Records supplied:

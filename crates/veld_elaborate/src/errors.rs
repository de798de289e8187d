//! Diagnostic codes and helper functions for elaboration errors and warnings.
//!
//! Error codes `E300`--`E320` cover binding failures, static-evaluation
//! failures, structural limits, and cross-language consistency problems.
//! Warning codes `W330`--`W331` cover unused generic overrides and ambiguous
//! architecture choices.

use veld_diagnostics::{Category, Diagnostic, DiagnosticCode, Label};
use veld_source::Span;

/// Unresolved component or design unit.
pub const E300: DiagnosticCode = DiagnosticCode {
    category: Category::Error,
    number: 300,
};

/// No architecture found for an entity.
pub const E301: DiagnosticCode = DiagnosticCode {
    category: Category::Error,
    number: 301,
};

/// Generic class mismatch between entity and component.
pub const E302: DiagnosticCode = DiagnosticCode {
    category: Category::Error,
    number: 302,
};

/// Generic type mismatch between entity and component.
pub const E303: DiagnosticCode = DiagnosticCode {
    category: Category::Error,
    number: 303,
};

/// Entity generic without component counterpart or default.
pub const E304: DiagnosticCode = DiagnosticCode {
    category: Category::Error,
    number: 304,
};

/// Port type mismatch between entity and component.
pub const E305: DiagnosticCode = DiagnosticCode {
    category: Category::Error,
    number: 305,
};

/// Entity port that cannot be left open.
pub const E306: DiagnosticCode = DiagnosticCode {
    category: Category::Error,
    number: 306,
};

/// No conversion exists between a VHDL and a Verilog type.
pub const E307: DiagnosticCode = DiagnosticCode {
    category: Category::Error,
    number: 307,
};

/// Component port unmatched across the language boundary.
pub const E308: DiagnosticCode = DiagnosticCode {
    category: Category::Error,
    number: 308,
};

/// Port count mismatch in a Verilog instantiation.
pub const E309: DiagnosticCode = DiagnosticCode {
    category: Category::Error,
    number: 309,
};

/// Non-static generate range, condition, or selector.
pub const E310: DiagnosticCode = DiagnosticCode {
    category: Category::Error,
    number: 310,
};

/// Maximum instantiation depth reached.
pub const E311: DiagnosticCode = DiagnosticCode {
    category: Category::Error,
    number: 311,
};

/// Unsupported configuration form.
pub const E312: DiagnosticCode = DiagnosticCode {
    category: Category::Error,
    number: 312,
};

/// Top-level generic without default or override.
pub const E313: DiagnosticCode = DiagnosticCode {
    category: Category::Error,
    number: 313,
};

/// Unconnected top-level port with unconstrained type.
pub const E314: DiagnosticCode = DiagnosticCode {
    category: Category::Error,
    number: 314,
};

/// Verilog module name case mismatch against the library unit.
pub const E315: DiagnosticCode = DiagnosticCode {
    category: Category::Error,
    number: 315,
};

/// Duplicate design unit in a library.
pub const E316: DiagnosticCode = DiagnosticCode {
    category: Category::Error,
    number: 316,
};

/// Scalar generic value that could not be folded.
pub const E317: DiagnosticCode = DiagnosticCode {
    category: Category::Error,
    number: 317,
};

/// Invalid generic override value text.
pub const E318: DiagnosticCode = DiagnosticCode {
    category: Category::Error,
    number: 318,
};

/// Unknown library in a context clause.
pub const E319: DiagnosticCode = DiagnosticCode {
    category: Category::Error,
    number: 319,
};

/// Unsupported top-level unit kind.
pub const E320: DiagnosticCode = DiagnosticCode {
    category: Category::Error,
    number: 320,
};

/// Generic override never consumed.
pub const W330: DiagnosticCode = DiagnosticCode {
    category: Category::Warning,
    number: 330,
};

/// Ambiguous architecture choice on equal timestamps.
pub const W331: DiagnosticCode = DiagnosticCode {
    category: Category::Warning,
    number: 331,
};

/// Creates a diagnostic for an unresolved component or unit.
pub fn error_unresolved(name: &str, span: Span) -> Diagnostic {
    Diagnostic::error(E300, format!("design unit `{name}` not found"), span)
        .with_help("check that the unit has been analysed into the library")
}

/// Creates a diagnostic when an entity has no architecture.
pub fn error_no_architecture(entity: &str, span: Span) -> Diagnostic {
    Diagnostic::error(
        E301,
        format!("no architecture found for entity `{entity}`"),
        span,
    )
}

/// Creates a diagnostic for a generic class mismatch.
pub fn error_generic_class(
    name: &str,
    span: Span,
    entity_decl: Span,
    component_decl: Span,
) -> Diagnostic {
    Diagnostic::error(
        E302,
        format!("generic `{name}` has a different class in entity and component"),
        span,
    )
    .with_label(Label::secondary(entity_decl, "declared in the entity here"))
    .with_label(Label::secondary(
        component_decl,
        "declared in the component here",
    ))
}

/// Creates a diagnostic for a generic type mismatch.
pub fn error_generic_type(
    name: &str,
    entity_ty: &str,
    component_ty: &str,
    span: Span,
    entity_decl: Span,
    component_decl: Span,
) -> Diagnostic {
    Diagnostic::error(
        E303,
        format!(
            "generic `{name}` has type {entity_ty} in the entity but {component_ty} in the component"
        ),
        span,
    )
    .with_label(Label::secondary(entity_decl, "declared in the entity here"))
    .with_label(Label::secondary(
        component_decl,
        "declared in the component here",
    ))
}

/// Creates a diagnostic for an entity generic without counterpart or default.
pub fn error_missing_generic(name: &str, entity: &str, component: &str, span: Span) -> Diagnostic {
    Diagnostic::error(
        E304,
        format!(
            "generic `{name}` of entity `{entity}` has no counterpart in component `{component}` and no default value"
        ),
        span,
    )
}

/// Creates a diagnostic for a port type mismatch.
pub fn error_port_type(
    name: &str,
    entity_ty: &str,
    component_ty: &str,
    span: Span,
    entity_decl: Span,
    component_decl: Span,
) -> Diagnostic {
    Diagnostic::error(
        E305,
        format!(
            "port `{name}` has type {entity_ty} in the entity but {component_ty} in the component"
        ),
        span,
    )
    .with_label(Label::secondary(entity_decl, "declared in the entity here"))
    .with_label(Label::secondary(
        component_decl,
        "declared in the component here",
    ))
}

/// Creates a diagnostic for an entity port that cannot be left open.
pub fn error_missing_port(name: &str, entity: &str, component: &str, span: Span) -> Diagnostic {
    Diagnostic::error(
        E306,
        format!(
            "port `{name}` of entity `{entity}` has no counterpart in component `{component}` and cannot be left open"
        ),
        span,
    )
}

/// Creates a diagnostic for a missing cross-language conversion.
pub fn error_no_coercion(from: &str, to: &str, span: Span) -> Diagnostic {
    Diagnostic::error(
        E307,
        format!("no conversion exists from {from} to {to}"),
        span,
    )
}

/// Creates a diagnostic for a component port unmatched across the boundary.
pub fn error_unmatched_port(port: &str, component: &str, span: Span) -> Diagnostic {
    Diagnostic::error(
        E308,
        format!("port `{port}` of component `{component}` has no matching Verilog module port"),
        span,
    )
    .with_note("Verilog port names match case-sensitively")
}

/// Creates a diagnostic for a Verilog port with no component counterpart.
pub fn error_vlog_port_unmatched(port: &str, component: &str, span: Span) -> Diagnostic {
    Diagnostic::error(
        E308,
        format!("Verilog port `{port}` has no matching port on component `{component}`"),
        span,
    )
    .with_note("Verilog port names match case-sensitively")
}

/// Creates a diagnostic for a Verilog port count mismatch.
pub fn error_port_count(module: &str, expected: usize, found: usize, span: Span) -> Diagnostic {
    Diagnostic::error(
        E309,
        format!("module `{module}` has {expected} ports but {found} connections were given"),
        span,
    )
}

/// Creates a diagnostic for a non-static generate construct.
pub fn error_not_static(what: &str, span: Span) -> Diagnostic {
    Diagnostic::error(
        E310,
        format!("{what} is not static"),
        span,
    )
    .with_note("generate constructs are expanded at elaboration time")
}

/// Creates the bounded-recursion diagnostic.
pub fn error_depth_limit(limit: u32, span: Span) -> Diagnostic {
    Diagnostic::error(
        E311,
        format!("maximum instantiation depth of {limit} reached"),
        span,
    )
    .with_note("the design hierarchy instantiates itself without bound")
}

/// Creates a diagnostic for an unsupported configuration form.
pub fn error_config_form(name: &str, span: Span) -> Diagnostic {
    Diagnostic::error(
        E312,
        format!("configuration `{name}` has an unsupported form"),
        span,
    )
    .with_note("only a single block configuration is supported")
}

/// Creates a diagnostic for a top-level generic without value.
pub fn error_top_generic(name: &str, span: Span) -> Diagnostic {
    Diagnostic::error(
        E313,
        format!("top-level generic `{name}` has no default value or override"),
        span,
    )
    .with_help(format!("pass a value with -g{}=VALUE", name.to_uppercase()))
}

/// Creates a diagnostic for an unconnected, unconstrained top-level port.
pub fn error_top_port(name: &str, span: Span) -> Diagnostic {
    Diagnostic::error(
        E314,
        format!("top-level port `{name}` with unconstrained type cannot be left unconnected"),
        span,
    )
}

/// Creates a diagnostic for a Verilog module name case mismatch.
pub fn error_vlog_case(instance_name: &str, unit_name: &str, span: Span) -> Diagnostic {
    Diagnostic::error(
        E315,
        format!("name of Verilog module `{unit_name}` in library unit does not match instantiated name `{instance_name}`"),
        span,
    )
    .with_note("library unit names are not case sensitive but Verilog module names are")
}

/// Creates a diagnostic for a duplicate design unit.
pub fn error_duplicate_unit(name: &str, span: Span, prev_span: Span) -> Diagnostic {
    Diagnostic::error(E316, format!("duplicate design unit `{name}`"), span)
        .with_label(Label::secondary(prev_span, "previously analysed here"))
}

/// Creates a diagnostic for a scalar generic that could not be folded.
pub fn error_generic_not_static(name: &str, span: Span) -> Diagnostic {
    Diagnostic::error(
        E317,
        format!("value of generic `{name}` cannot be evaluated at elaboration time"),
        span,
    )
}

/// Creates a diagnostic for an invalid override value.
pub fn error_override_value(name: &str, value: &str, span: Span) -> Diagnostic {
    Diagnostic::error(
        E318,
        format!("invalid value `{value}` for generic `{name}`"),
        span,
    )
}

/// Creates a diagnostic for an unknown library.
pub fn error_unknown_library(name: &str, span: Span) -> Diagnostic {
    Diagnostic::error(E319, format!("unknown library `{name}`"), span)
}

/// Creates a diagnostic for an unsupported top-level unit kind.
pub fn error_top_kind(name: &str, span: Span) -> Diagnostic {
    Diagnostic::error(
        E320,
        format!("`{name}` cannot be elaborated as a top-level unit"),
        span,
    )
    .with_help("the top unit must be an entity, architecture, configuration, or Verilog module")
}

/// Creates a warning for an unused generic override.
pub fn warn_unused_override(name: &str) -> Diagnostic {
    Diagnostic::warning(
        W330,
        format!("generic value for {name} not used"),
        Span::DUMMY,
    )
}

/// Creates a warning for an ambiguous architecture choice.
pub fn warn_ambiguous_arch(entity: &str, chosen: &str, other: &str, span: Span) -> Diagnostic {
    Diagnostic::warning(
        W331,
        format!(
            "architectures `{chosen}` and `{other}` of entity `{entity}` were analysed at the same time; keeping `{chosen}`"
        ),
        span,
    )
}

==

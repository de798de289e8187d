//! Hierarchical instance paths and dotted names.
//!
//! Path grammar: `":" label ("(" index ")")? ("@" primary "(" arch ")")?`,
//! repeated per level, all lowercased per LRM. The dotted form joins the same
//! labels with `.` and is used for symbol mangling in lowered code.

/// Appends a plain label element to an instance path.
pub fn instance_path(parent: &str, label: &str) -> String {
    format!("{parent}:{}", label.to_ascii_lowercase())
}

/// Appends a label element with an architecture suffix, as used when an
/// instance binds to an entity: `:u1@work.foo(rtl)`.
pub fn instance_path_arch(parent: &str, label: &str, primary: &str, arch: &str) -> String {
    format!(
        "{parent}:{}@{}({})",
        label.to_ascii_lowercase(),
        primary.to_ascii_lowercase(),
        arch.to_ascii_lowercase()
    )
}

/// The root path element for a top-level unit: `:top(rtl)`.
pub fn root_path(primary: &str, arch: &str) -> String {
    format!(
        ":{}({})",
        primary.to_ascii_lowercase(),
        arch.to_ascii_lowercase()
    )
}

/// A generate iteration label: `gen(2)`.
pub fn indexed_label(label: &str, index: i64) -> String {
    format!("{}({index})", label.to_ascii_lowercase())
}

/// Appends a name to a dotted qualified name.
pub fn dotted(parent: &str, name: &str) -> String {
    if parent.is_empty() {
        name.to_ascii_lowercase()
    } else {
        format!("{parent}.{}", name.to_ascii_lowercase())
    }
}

What the task requires:
Above are records; repeat only the lines starting at the line with "filename crates/veld_elaborate/src/errors.rs" and ending at the line with "cross-language consistency problems.", exactly as they appear, both included.

Output below:
filename crates/veld_elaborate/src/errors.rs
repository de798de289e8187d
//! Diagnostic codes and helper functions for elaboration errors and warnings.
//!
//! Error codes `E300`--`E320` cover binding failures, static-evaluation
//! failures, structural limits, and cross-language consistency problems.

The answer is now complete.